Je relaie ici un très bel article de Stéphane Marsan (auteur et directeur Bragelonne) lancé à l'occasion de l'ouverture du mois de l'Imaginaire 2018.

Plaidoyer paru sur le site du BibliOBS

Stéphane Marsan a écrit:
Ce mois d'octobre 2018, une cinquantaine d'éditeurs français s'unissent pour organiser "le Mois de l'Imaginaire", et promouvoir une littérature de genre qui, en France, trouve de nombreux lecteurs mais peine à être reconnue. Cette tribune de Stéphane Marsan fait le point sur la situation.
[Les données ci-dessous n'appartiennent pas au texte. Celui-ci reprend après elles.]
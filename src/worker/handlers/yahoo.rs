use chrono::NaiveDate;
use tracing::info;

use crate::{
    common::{error::ImportError, message::ImportMessage, money::parse_decimal},
    config::Field,
    domain::staged::DailyRange,
    io::mapper::ColumnMapper,
    worker::{
        processor::{RowContext, RowHandler},
        reconciler::reconcile_price,
    },
};

/// Daily quote files: price only, plus the day's range when present.
#[derive(Debug, Clone)]
pub struct YahooHandler {
    date_format: String,
}

impl YahooHandler {
    pub fn new(date_format: impl Into<String>) -> Self {
        Self {
            date_format: date_format.into(),
        }
    }
}

impl RowHandler for YahooHandler {
    fn process_row(
        &self,
        row: &ColumnMapper<'_>,
        ctx: &mut RowContext<'_>,
    ) -> Result<NaiveDate, ImportError> {
        let ticker = row.resolve(Field::Ticker)?;
        let date = row.date(Field::Date, &self.date_format)?;

        let Some(security) = ctx.ledger.security_by_ticker(ticker) else {
            info!(ticker, line = row.line(), "no security for ticker");
            return Ok(date);
        };

        let price = row.decimal(Field::Price)?;
        if let Some(update) = reconcile_price(ctx, &security, price, date) {
            let range = daily_range(row, ctx)?;
            ctx.staged.add_update(update.with_range(range));
        }
        Ok(date)
    }
}

/// The row's volume, high and low, if all three are present.
///
/// Malformed values are reported and dropped; the quote itself still stands.
fn daily_range(
    row: &ColumnMapper<'_>,
    ctx: &mut RowContext<'_>,
) -> Result<Option<DailyRange>, ImportError> {
    let (Some(volume), Some(high), Some(low)) = (
        row.resolve_optional(Field::Volume)?,
        row.resolve_optional(Field::High)?,
        row.resolve_optional(Field::Low)?,
    ) else {
        return Ok(None);
    };
    if volume.is_empty() || high.is_empty() || low.is_empty() {
        return Ok(None);
    }

    let parsed = volume
        .parse::<u64>()
        .map_err(|e| e.to_string())
        .and_then(|volume| {
            let high = parse_decimal(high).map_err(|e| e.to_string())?;
            let low = parse_decimal(low).map_err(|e| e.to_string())?;
            Ok(DailyRange { volume, high, low })
        });

    match parsed {
        Ok(range) => Ok(Some(range)),
        Err(reason) => {
            ctx.messages.push(ImportMessage::BadQuoteData {
                volume: volume.to_string(),
                high: high.to_string(),
                low: low.to_string(),
                reason,
            });
            Ok(None)
        }
    }
}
L’Imaginaire en France : une utopie?
Les littératures de l’imaginaire (Fantasy, Fantastique, Science-Fiction) sont celles qui se donnent toute liberté: ses histoires s’émancipent des contraintes de la réalité, elles n’ont pas à justifier où, quand, comment ni pourquoi elles se déroulent, l’auteur allant parfois jusqu’à composer en détails son propre univers. Si cette démarche est aussi ancienne que l’humanité, son inscription en bibliothèque et en librairie sous une catégorie distincte de la littérature réaliste, dite générale, a à peine plus d’un siècle. Elle n’a rien perdu de sa popularité, mais tandis que ses œuvres inspirent massivement les autres domaines de création, elle subit un manque criant et injuste de reconnaissance intellectuelle, de présence en librairie et d’exposition médiatique… et particulièrement en France.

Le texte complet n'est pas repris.